The primary mechanism for this is “Presets,” declarative, outcome-driven definitions for workloads. A storage administrator or consumer no longer needs to write a complex script detailing how to provision storage—selecting the array, configuring volumes, setting replication, and applying snapshot policies. Instead, they simply define the *desired outcome* in a Preset. For example, a “Production-Database” Preset might specify an IOPS requirement, a disaster recovery RPO/RTO, and a specific encryption level.
When a user requests storage using a preset, Fusion automatically provisions and configures the workload to be compliant with the defined settings, placing it on the most appropriate resource in the fleet. This streamlines operations, enables safe self-service for junior administrators or application teams, and dramatically reduces the risk of misconfiguration. Internet connectivity for management is not mandatory; Fusion supports “dark site” customers by integrating the control plane directly into Purity, removing the dependency on cloud connectivity for core automation.

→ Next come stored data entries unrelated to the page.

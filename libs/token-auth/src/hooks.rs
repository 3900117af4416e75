//! Pluggable wire format of the authentication exchange.
//!
//! A [`TokenProvider`](crate::TokenProvider) holds exactly one
//! [`AuthPayloadBuilder`] and one [`AuthResponseParser`]. Installing a new
//! one replaces the previous one; nothing is validated until the next
//! authentication runs.

use std::fmt;

use serde::{Deserialize, Deserializer};
use time::Duration;

/// Error raised by a hook, surfaced as [`AuthError::Hook`](crate::AuthError::Hook).
pub type HookError = Box<dyn std::error::Error + Send + Sync>;

/// Token and lifetime extracted from a successful authentication response.
#[derive(Clone, PartialEq, Eq, Deserialize)]
pub struct AuthGrant {
    /// Opaque token value.
    pub token: String,
    /// Lifetime counted from when the response was received. On the wire it
    /// is a JSON number of seconds, integral or not.
    #[serde(deserialize_with = "lifetime_seconds")]
    pub expires_in: Duration,
}

fn lifetime_seconds<'de, D>(deserializer: D) -> Result<Duration, D::Error>
where
    D: Deserializer<'de>,
{
    let secs = f64::deserialize(deserializer)?;
    if !secs.is_finite() || secs < 0.0 {
        return Err(serde::de::Error::custom(format!(
            "expires_in must be a non-negative number of seconds, got {secs}"
        )));
    }
    Duration::checked_seconds_f64(secs)
        .ok_or_else(|| serde::de::Error::custom(format!("expires_in out of range: {secs}")))
}

impl fmt::Debug for AuthGrant {
    fn fmt(&self, f: &mut fmt::Formatter<'_>) -> fmt::Result {
        f.debug_struct("AuthGrant")
            .field("token", &"[REDACTED]")
            .field("expires_in", &self.expires_in)
            .finish()
    }
}

/// Builds the JSON body POSTed to the authentication URL.
pub trait AuthPayloadBuilder: Send + Sync {
    /// # Errors
    ///
    /// Any error is returned to the caller of the request that triggered
    /// authentication.
    fn build_auth_payload(
        &self,
        username: &str,
        password: &str,
    ) -> Result<serde_json::Value, HookError>;
}

/// Extracts an [`AuthGrant`] from the body of a `200` authentication response.
pub trait AuthResponseParser: Send + Sync {
    /// # Errors
    ///
    /// Any error is returned to the caller of the request that triggered
    /// authentication.
    fn parse_auth_response(&self, body: &str) -> Result<AuthGrant, HookError>;
}

/// `{"username": "<u>", "password": "<p>"}`
#[derive(Debug, Clone, Copy, Default)]
pub struct DefaultPayloadBuilder;

impl AuthPayloadBuilder for DefaultPayloadBuilder {
    fn build_auth_payload(
        &self,
        username: &str,
        password: &str,
    ) -> Result<serde_json::Value, HookError> {
        Ok(serde_json::json!({
            "username": username,
            "password": password,
        }))
    }
}

/// Reads `token` and `expires_in` from a JSON object; other keys are ignored.
#[derive(Debug, Clone, Copy, Default)]
pub struct DefaultResponseParser;

impl AuthResponseParser for DefaultResponseParser {
    fn parse_auth_response(&self, body: &str) -> Result<AuthGrant, HookError> {
        Ok(serde_json::from_str(body)?)
    }
}

/// Adapter returned by [`payload_builder_fn`].
pub struct FnPayloadBuilder<F>(F);

/// Use a closure as an [`AuthPayloadBuilder`].
///
/// ```ignore
/// session.set_payload_builder(payload_builder_fn(|u, p| {
///     Ok(serde_json::json!({ "auth_data": format!("{u}:{p}") }))
/// }));
/// ```
pub fn payload_builder_fn<F>(f: F) -> FnPayloadBuilder<F>
where
    F: Fn(&str, &str) -> Result<serde_json::Value, HookError> + Send + Sync,
{
    FnPayloadBuilder(f)
}

impl<F> AuthPayloadBuilder for FnPayloadBuilder<F>
where
    F: Fn(&str, &str) -> Result<serde_json::Value, HookError> + Send + Sync,
{
    fn build_auth_payload(
        &self,
        username: &str,
        password: &str,
    ) -> Result<serde_json::Value, HookError> {
        (self.0)(username, password)
    }
}

impl<F> fmt::Debug for FnPayloadBuilder<F> {
    fn fmt(&self, f: &mut fmt::Formatter<'_>) -> fmt::Result {
        f.debug_struct("FnPayloadBuilder").finish_non_exhaustive()
    }
}

/// Adapter returned by [`response_parser_fn`].
pub struct FnResponseParser<F>(F);

/// Use a closure as an [`AuthResponseParser`].
pub fn response_parser_fn<F>(f: F) -> FnResponseParser<F>
where
    F: Fn(&str) -> Result<AuthGrant, HookError> + Send + Sync,
{
    FnResponseParser(f)
}

impl<F> AuthResponseParser for FnResponseParser<F>
where
    F: Fn(&str) -> Result<AuthGrant, HookError> + Send + Sync,
{
    fn parse_auth_response(&self, body: &str) -> Result<AuthGrant, HookError> {
        (self.0)(body)
    }
}

impl<F> fmt::Debug for FnResponseParser<F> {
    fn fmt(&self, f: &mut fmt::Formatter<'_>) -> fmt::Result {
        f.debug_struct("FnResponseParser").finish_non_exhaustive()
    }
}
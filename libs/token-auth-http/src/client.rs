use crate::builder::HttpClientBuilder;
use crate::config::{HttpClientConfig, TransportSecurity};
use crate::error::HttpError;
use crate::request::RequestBuilder;
use crate::response::ResponseBody;
use bytes::Bytes;
use http::{Method, Request, Response};
use http_body_util::Full;
use std::sync::Arc;
use std::time::Duration;
use tower::util::BoxCloneSyncService;

/// Type-erased middleware stack shared by all clones of a client
pub type ClientService = BoxCloneSyncService<Request<Full<Bytes>>, Response<ResponseBody>, HttpError>;

/// Plain HTTP client: a tower stack of timeout and User-Agent over hyper.
///
/// Clones share one connection pool and are cheap to hand to tasks.
/// Statuses are never interpreted here; every response comes back as `Ok`.
///
/// ```ignore
/// let client = HttpClient::builder()
///     .timeout(Duration::from_secs(10))
///     .build()?;
/// let resp = client.get("https://api.example.com/health").send().await?;
/// assert!(resp.status().is_success());
/// ```
#[derive(Clone)]
pub struct HttpClient {
    pub(crate) service: ClientService,
    pub(crate) config: Arc<HttpClientConfig>,
}

impl HttpClient {
    /// Client with [`HttpClientConfig::default`].
    ///
    /// # Errors
    ///
    /// `HttpError::Tls` if the root store cannot be loaded.
    pub fn new() -> Result<Self, HttpError> {
        Self::builder().build()
    }

    #[must_use]
    pub fn builder() -> HttpClientBuilder {
        HttpClientBuilder::default()
    }

    /// URLs must be absolute. A relative URL fails at `send()` with
    /// [`HttpError::InvalidUri`]; `http://` needs
    /// [`TransportSecurity::AllowInsecureHttp`].
    pub fn get(&self, url: &str) -> RequestBuilder {
        self.request(Method::GET, url)
    }

    pub fn post(&self, url: &str) -> RequestBuilder {
        self.request(Method::POST, url)
    }

    pub fn put(&self, url: &str) -> RequestBuilder {
        self.request(Method::PUT, url)
    }

    pub fn patch(&self, url: &str) -> RequestBuilder {
        self.request(Method::PATCH, url)
    }

    pub fn delete(&self, url: &str) -> RequestBuilder {
        self.request(Method::DELETE, url)
    }

    pub fn head(&self, url: &str) -> RequestBuilder {
        self.request(Method::HEAD, url)
    }

    pub fn options(&self, url: &str) -> RequestBuilder {
        self.request(Method::OPTIONS, url)
    }

    pub fn request(&self, method: Method, url: &str) -> RequestBuilder {
        RequestBuilder::new(
            self.service.clone(),
            self.config.max_body_size,
            self.config.transport,
            method,
            url.to_owned(),
        )
    }

    /// The configuration this client was built with
    #[must_use]
    pub fn config(&self) -> &HttpClientConfig {
        &self.config
    }

    /// Default User-Agent sent on outbound requests
    #[must_use]
    pub fn user_agent(&self) -> &str {
        &self.config.user_agent
    }

    /// Per-request timeout
    #[must_use]
    pub fn request_timeout(&self) -> Duration {
        self.config.request_timeout
    }

    /// Maximum response body size enforced by the body readers
    #[must_use]
    pub fn max_body_size(&self) -> usize {
        self.config.max_body_size
    }

    /// Transport security mode
    #[must_use]
    pub fn transport_security(&self) -> TransportSecurity {
        self.config.transport
    }
}

impl std::fmt::Debug for HttpClient {
    fn fmt(&self, f: &mut std::fmt::Formatter<'_>) -> std::fmt::Result {
        f.debug_struct("HttpClient")
            .field("config", &self.config)
            .finish_non_exhaustive()
    }
}

#[cfg(test)]
#[cfg_attr(coverage_nightly, coverage(off))]
mod tests {
    use super::*;
    use crate::error::InvalidUriKind;
    use http::Method;
    use httpmock::prelude::*;
    use serde_json::json;

    fn test_client() -> HttpClient {
        HttpClientBuilder::new()
            .allow_insecure_http()
            .build()
            .unwrap()
    }

    #[tokio::test]
    async fn get_returns_status_and_body() {
        let server = MockServer::start();
        let _m = server.mock(|when, then| {
            when.method(GET).path("/test");
            then.status(200).json_body(json!({"success": true}));
        });

        let client = test_client();
        let url = format!("{}/test", server.base_url());
        let resp = client.get(&url).send().await.unwrap();

        assert_eq!(resp.status(), http::StatusCode::OK);
    }

    #[tokio::test]
    async fn every_verb_reaches_server() {
        let server = MockServer::start();
        let client = test_client();
        let url = format!("{}/resource", server.base_url());

        let cases = [
            (Method::GET, GET),
            (Method::POST, POST),
            (Method::PUT, PUT),
            (Method::PATCH, PATCH),
            (Method::DELETE, DELETE),
            (Method::HEAD, httpmock::Method::HEAD),
            (Method::OPTIONS, OPTIONS),
        ];

        for (method, mock_method) in cases {
            let mut mock = server.mock(|when, then| {
                when.method(mock_method).path("/resource");
                then.status(204);
            });

            let builder = match method.as_str() {
                "GET" => client.get(&url),
                "POST" => client.post(&url),
                "PUT" => client.put(&url),
                "PATCH" => client.patch(&url),
                "DELETE" => client.delete(&url),
                "HEAD" => client.head(&url),
                _ => client.options(&url),
            };
            assert_eq!(builder.method(), &method);

            let resp = builder.send().await.unwrap();
            assert_eq!(resp.status(), http::StatusCode::NO_CONTENT);
            assert_eq!(mock.calls(), 1, "{method} should hit the server once");
            mock.delete();
        }
    }

    #[tokio::test]
    async fn post_json_sets_content_type() {
        let server = MockServer::start();
        let mock = server.mock(|when, then| {
            when.method(POST)
                .path("/login")
                .header("content-type", "application/json")
                .json_body(json!({"username": "u", "password": "p"}));
            then.status(200);
        });

        let client = test_client();
        let url = format!("{}/login", server.base_url());
        let resp = client
            .post(&url)
            .json(&json!({"username": "u", "password": "p"}))
            .unwrap()
            .send()
            .await
            .unwrap();

        assert_eq!(resp.status(), http::StatusCode::OK);
        mock.assert();
    }

    #[tokio::test]
    async fn post_form() {
        let server = MockServer::start();
        let mock = server.mock(|when, then| {
            when.method(POST)
                .path("/submit")
                .header("content-type", "application/x-www-form-urlencoded")
                .body("key1=value1&key2=value2");
            then.status(200);
        });

        let client = test_client();
        let url = format!("{}/submit", server.base_url());
        client
            .post(&url)
            .form(&[("key1", "value1"), ("key2", "value2")])
            .unwrap()
            .send()
            .await
            .unwrap();

        mock.assert();
    }

    #[tokio::test]
    async fn explicit_content_type_not_overridden() {
        let server = MockServer::start();
        let mock = server.mock(|when, then| {
            when.method(PUT)
                .path("/doc")
                .header("content-type", "application/merge-patch+json");
            then.status(200);
        });

        let client = test_client();
        let url = format!("{}/doc", server.base_url());
        client
            .put(&url)
            .header("content-type", "application/merge-patch+json")
            .json(&json!({"a": 1}))
            .unwrap()
            .send()
            .await
            .unwrap();

        mock.assert();
    }

    #[tokio::test]
    async fn header_value_replaces_existing() {
        let server = MockServer::start();
        let mock = server.mock(|when, then| {
            when.method(GET).path("/h").header("x-token", "second");
            then.status(200);
        });

        let client = test_client();
        let url = format!("{}/h", server.base_url());
        client
            .get(&url)
            .header("x-token", "first")
            .header_value(
                http::HeaderName::from_static("x-token"),
                http::HeaderValue::from_static("second"),
            )
            .send()
            .await
            .unwrap();

        mock.assert();
    }

    #[tokio::test]
    async fn body_string_and_headers_vec() {
        let server = MockServer::start();
        let mock = server.mock(|when, then| {
            when.method(PATCH)
                .path("/raw")
                .header("x-a", "1")
                .header("x-b", "2")
                .body("plain payload");
            then.status(200);
        });

        let client = test_client();
        let url = format!("{}/raw", server.base_url());
        client
            .patch(&url)
            .headers(vec![
                ("x-a".to_owned(), "1".to_owned()),
                ("x-b".to_owned(), "2".to_owned()),
            ])
            .body_string("plain payload".to_owned())
            .send()
            .await
            .unwrap();

        mock.assert();
    }

    #[tokio::test]
    async fn configured_user_agent_is_sent() {
        let server = MockServer::start();
        let mock = server.mock(|when, then| {
            when.method(GET).path("/ua").header("user-agent", "custom/1.0");
            then.status(200);
        });

        let client = HttpClientBuilder::new()
            .allow_insecure_http()
            .user_agent("custom/1.0")
            .build()
            .unwrap();

        let url = format!("{}/ua", server.base_url());
        client.get(&url).send().await.unwrap();
        mock.assert();
    }

    #[tokio::test]
    async fn error_statuses_are_ok_from_send() {
        let server = MockServer::start();
        let _m = server.mock(|when, then| {
            when.method(GET).path("/missing");
            then.status(404).body("not here");
        });

        let client = test_client();
        let url = format!("{}/missing", server.base_url());
        let resp = client.get(&url).send().await.unwrap();
        assert_eq!(resp.status(), http::StatusCode::NOT_FOUND);

        let resp = client.get(&url).send().await.unwrap();
        let err = resp.text().await.unwrap_err();
        assert!(matches!(
            err,
            HttpError::HttpStatus { status, ref body_preview, .. }
                if status == http::StatusCode::NOT_FOUND && body_preview == "not here"
        ));
    }

    #[tokio::test]
    async fn json_response_parsing() {
        #[derive(serde::Deserialize)]
        struct Payload {
            token: String,
        }

        let server = MockServer::start();
        let _m = server.mock(|when, then| {
            when.method(GET).path("/json");
            then.status(200).json_body(json!({"token": "abc"}));
        });

        let client = test_client();
        let url = format!("{}/json", server.base_url());
        let payload: Payload = client.get(&url).send().await.unwrap().json().await.unwrap();
        assert_eq!(payload.token, "abc");
    }

    #[tokio::test]
    async fn oversized_response_is_rejected() {
        let server = MockServer::start();
        let _m = server.mock(|when, then| {
            when.method(GET).path("/large");
            then.status(200).body("x".repeat(2048));
        });

        let client = HttpClientBuilder::new()
            .allow_insecure_http()
            .max_body_size(1024)
            .build()
            .unwrap();

        let url = format!("{}/large", server.base_url());
        let err = client.get(&url).send().await.unwrap().bytes().await.unwrap_err();
        assert!(matches!(err, HttpError::BodyTooLarge { limit: 1024, .. }));
    }

    #[tokio::test]
    async fn http_rejected_when_tls_only() {
        let client = HttpClientBuilder::new().build().unwrap();
        let err = client
            .get("http://localhost:1/anything")
            .send()
            .await
            .unwrap_err();
        assert!(matches!(err, HttpError::InvalidScheme { ref scheme, .. } if scheme == "http"));
    }

    #[tokio::test]
    async fn relative_url_rejected() {
        let client = test_client();
        let err = client.get("/relative").send().await.unwrap_err();
        assert!(matches!(
            err,
            HttpError::InvalidUri {
                kind: InvalidUriKind::MissingScheme,
                ..
            }
        ));
    }

    #[tokio::test]
    async fn invalid_header_deferred_to_send() {
        let client = test_client();
        let err = client
            .get("http://localhost:1/")
            .header("bad header", "v")
            .send()
            .await
            .unwrap_err();
        assert!(matches!(err, HttpError::InvalidHeaderName(_)));
    }

    #[tokio::test]
    async fn connection_refused_is_transport_error() {
        let client = test_client();
        // port 1 is reserved and not listening
        let err = client.get("http://127.0.0.1:1/").send().await.unwrap_err();
        assert!(matches!(err, HttpError::Transport(_)), "got {err:?}");
    }

    #[test]
    fn accessors() {
        let client = HttpClientBuilder::new()
            .timeout(Duration::from_secs(7))
            .max_body_size(512)
            .build()
            .unwrap();

        assert_eq!(client.request_timeout(), Duration::from_secs(7));
        assert_eq!(client.max_body_size(), 512);
        assert_eq!(client.transport_security(), TransportSecurity::TlsOnly);
        assert_eq!(client.user_agent(), crate::DEFAULT_USER_AGENT);
    }

    #[test]
    fn client_is_send_and_sync() {
        fn assert_send_sync<T: Send + Sync + Clone>() {}
        assert_send_sync::<HttpClient>();
    }
}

Who Needs This Cloud Integration Solution?
The most pressing challenge for enterprises today is not managing the on-premises datacenter; it is taming and integrating the public cloud. Native cloud storage often forces a trade-off: organizations gain agility but lose the enterprise-grade data management, resilience, and cost-efficiency they depend on. This leads to rising costs, data sprawl, and operational complexity.
This is the problem the Pure Storage Cloud portfolio is designed to solve. By extending the Purity data plane into the public cloud, Pure delivers its enterprise features—such as advanced data reduction (thin provisioning, deduplication, and compression), high availability, and non-disruptive upgrades—natively within hyperscaler environments.
The Pure Storage Cloud Azure Native Service is a significant development in this area. This is not simply a virtual appliance; it is a native service built in partnership with Microsoft that integrates seamlessly into the Azure portal. Customers can provision and manage Pure Storage as a native Azure resource, scaling performance and capacity on demand. This integration provides a unified data plane for simplifying hybrid deployments, enabling cost-effective disaster recovery to the cloud, and optimizing performance for cloud-based applications.
Pure’s approach resolves the core fragmentation of the hybrid cloud. It enables an organization to utilize a single, consistent, SLA-driven storage platform for all its data, ultimately fulfilling the promise of a true Enterprise Data Cloud.